• **EXERCISE**
Everything from the line with "impl KeyStrategy for" to the end of the data should be restated word for word, and nothing before it.
++++++++
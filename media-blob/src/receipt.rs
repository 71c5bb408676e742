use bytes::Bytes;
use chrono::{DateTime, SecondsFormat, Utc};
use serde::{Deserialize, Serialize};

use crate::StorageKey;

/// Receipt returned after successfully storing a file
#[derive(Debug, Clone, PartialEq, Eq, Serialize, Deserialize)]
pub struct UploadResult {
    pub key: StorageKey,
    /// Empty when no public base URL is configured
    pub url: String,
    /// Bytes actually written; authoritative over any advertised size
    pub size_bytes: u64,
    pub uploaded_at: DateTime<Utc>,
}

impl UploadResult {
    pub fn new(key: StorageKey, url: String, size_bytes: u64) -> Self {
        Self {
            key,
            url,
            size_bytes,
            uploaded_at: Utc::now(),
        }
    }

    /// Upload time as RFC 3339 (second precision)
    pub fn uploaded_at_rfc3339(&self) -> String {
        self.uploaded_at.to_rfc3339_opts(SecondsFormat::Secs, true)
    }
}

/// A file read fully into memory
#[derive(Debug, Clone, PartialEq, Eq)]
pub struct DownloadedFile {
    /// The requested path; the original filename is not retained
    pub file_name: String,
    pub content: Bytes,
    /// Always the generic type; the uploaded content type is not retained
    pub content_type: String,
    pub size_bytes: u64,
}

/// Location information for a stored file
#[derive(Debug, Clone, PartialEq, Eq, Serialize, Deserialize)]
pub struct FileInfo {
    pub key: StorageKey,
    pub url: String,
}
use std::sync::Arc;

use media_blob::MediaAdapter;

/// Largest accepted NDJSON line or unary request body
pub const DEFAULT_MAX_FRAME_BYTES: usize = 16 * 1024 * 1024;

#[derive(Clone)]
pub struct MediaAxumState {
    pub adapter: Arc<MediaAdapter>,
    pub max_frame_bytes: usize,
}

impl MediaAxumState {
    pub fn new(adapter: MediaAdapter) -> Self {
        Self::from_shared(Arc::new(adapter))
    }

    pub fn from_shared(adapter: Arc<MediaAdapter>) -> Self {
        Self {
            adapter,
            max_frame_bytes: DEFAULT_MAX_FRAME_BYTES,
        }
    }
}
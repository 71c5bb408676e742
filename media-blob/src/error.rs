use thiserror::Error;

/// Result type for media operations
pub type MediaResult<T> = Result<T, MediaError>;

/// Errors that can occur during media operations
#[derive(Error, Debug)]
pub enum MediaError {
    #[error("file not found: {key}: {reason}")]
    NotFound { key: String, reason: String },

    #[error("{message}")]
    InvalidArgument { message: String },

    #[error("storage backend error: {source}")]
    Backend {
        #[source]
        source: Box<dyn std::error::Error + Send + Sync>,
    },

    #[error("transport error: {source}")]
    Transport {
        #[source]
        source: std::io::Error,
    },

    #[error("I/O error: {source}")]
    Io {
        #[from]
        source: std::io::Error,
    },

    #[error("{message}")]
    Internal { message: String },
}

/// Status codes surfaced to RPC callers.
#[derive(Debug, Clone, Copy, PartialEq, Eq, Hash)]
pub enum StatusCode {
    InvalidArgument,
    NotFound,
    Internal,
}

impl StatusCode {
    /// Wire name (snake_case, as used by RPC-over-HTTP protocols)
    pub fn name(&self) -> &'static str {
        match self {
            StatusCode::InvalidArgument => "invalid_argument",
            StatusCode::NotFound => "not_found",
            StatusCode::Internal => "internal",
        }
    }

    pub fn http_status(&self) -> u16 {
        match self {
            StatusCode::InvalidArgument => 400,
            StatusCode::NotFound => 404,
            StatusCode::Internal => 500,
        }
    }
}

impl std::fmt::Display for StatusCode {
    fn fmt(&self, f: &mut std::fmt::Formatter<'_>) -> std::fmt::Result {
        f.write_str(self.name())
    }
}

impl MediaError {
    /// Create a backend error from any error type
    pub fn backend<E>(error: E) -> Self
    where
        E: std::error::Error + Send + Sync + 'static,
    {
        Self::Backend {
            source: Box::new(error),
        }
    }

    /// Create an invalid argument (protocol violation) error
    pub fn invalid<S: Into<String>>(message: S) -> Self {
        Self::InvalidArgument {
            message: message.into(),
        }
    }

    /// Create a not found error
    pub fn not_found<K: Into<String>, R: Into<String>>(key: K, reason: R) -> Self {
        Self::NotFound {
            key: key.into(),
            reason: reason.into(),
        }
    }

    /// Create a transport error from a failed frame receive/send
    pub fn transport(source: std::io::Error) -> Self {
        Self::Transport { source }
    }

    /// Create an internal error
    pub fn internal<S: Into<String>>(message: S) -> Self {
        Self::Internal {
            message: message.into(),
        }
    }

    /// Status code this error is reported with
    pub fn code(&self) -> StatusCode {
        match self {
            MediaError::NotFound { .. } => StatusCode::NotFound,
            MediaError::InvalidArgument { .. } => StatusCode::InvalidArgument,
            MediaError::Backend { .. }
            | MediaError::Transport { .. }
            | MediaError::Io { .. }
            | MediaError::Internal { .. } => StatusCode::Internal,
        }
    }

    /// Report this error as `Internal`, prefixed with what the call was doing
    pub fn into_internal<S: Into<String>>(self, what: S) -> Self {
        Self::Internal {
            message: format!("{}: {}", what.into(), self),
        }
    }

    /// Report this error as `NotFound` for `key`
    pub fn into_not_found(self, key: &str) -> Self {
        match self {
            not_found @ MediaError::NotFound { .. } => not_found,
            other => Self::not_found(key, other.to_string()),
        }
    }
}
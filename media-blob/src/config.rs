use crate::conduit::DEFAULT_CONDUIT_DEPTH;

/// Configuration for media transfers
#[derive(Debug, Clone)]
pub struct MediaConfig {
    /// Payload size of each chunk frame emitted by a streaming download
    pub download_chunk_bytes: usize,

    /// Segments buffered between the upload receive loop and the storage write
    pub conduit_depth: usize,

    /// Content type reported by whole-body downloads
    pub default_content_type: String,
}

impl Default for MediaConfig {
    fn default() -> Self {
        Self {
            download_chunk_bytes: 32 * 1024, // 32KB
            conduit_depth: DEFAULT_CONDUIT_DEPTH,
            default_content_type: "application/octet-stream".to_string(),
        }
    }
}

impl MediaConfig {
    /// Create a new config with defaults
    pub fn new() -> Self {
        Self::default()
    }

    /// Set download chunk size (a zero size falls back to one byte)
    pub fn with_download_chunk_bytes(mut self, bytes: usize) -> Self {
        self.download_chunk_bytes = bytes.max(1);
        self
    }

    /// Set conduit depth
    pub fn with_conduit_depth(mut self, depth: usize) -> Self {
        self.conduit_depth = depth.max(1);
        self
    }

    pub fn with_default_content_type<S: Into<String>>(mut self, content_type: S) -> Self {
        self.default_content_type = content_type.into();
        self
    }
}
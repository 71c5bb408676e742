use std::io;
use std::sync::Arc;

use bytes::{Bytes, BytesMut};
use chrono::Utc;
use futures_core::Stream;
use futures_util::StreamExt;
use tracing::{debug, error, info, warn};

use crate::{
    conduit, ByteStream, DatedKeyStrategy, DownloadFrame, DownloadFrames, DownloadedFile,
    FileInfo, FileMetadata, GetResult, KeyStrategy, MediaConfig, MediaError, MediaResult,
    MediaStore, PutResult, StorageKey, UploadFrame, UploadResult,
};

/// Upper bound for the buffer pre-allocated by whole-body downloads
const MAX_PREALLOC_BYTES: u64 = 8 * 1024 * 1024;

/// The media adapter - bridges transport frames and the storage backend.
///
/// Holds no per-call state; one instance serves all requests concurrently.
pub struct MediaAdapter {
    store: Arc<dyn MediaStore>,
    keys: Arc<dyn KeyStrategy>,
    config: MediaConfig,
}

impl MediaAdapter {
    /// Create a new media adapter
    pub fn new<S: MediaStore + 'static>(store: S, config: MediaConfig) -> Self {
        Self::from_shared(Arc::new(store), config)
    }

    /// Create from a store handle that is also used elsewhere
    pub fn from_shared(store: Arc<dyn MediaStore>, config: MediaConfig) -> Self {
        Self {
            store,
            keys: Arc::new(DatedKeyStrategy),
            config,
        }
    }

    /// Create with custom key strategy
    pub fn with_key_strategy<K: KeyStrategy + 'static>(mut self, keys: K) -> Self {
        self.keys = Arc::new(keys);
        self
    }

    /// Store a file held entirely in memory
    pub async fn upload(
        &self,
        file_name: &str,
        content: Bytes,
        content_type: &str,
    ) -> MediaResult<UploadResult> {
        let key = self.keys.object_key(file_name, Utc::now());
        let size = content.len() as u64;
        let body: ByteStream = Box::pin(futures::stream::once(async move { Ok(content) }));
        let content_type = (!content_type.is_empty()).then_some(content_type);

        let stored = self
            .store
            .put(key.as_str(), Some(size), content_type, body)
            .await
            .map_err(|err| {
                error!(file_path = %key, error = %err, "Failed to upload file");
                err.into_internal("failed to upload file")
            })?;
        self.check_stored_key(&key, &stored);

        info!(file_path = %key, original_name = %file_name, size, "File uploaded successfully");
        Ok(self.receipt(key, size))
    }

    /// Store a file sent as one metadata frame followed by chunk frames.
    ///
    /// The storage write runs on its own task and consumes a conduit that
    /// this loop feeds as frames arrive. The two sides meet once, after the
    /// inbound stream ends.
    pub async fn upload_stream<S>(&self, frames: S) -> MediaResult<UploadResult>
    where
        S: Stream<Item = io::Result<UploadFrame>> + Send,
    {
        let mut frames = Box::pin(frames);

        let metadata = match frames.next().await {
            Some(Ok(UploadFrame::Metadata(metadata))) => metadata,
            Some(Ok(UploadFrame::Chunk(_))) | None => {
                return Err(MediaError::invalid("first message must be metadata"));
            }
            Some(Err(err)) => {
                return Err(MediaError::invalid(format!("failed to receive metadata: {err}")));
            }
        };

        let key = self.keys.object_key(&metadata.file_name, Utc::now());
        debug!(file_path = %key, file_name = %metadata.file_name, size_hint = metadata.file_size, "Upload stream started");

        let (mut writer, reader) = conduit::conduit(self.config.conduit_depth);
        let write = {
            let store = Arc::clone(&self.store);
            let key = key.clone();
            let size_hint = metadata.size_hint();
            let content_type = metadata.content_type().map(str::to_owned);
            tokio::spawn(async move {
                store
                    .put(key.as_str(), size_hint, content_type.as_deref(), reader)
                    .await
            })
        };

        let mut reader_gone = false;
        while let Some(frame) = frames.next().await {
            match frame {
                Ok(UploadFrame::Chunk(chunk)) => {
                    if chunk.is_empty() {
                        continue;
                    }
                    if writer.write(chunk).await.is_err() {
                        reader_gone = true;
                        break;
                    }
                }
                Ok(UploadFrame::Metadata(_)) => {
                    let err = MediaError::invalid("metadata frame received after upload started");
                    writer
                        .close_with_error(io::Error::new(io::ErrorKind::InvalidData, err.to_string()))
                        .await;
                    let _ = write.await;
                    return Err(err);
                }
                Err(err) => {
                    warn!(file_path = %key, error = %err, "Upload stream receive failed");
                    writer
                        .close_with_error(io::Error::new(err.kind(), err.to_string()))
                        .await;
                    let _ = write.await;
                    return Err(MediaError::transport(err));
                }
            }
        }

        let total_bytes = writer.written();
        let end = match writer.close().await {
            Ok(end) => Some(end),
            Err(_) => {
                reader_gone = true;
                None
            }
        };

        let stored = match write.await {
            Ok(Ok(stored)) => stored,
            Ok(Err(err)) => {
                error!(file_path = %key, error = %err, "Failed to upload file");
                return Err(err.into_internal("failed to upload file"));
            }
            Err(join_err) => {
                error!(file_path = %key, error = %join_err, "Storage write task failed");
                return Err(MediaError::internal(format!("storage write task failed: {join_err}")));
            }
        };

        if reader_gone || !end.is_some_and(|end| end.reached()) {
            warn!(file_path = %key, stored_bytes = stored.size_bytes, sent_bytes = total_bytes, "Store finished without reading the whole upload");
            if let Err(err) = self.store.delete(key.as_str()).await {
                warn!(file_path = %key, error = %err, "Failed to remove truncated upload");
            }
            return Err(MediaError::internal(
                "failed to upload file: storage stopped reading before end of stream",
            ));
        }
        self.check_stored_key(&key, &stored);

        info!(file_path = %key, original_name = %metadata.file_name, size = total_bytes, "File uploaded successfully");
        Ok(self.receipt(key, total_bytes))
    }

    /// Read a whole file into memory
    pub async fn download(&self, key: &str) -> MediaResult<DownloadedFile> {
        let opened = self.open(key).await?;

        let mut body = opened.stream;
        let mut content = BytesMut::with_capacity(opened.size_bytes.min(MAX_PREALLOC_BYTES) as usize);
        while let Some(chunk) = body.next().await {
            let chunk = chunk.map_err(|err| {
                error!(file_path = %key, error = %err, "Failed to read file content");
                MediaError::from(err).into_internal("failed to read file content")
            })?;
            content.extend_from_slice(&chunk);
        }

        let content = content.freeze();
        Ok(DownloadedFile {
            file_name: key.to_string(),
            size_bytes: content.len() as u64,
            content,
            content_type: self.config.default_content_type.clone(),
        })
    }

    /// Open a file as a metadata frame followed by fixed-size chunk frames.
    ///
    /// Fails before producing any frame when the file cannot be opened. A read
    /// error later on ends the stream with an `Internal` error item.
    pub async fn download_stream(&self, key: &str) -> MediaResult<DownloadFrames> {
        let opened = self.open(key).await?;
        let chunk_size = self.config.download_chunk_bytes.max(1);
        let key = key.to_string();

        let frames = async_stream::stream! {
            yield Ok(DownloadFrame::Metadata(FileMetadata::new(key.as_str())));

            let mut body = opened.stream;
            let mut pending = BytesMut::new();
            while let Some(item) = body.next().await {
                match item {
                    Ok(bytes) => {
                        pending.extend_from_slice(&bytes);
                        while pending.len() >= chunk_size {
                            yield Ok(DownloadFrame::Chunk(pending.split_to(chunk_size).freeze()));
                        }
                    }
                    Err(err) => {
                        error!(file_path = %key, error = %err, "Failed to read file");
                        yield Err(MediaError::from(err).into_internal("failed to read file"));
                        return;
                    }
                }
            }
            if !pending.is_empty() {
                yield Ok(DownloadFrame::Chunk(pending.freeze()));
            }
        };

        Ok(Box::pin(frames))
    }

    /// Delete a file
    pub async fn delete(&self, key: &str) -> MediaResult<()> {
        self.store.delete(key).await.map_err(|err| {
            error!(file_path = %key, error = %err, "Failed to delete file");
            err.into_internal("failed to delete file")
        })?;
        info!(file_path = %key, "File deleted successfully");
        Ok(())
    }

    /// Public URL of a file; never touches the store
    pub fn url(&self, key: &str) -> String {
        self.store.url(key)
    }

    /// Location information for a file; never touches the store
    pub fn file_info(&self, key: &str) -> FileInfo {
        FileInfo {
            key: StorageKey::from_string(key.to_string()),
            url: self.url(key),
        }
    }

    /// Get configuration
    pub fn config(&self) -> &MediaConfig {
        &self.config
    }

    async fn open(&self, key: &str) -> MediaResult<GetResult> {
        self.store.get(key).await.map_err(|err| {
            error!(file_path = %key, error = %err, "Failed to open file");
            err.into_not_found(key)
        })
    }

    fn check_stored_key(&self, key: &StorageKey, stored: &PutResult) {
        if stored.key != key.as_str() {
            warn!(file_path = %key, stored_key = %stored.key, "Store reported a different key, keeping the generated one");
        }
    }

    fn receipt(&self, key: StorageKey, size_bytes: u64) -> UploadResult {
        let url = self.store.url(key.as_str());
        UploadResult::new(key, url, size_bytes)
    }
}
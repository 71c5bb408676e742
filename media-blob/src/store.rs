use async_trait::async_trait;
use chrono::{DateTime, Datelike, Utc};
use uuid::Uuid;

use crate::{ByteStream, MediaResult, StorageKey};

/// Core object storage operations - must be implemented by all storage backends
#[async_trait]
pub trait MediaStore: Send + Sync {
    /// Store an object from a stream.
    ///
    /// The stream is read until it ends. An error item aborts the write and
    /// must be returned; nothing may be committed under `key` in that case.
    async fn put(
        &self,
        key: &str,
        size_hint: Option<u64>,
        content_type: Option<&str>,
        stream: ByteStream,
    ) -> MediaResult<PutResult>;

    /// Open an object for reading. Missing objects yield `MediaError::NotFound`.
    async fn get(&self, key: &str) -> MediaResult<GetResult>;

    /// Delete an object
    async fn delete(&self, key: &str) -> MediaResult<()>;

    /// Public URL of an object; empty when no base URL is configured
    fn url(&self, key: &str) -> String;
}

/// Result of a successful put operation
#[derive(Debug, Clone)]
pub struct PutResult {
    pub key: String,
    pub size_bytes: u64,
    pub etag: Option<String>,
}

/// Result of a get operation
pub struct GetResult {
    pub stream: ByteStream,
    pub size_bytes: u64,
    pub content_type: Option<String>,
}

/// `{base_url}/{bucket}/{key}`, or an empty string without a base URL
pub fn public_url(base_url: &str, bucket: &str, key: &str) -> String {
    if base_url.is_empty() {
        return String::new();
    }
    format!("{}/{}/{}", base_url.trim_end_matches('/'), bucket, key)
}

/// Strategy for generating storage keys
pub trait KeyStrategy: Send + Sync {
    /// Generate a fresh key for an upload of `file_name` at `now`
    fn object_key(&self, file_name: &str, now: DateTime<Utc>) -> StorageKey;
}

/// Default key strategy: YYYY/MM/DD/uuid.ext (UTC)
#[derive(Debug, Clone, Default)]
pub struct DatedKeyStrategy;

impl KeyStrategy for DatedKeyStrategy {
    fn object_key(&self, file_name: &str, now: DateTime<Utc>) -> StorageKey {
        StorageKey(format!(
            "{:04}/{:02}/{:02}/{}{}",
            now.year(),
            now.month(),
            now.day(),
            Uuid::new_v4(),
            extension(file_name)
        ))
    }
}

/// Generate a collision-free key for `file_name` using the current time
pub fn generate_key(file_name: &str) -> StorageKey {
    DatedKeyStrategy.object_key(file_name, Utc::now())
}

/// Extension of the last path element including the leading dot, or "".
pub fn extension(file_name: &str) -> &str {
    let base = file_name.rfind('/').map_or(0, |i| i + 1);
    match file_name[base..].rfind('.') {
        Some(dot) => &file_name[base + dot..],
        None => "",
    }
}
++++++++
• **WRITTEN ANSWER**
impl KeyStrategy for DatedKeyStrategy {
    fn object_key(&self, file_name: &str, now: DateTime<Utc>) -> StorageKey {
        StorageKey(format!(
            "{:04}/{:02}/{:02}/{}{}",
            now.year(),
            now.month(),
            now.day(),
            Uuid::new_v4(),
            extension(file_name)
        ))
    }
}

/// Generate a collision-free key for `file_name` using the current time
pub fn generate_key(file_name: &str) -> StorageKey {
    DatedKeyStrategy.object_key(file_name, Utc::now())
}

/// Extension of the last path element including the leading dot, or "".
pub fn extension(file_name: &str) -> &str {
    let base = file_name.rfind('/').map_or(0, |i| i + 1);
    match file_name[base..].rfind('.') {
        Some(dot) => &file_name[base + dot..],
        None => "",
    }
}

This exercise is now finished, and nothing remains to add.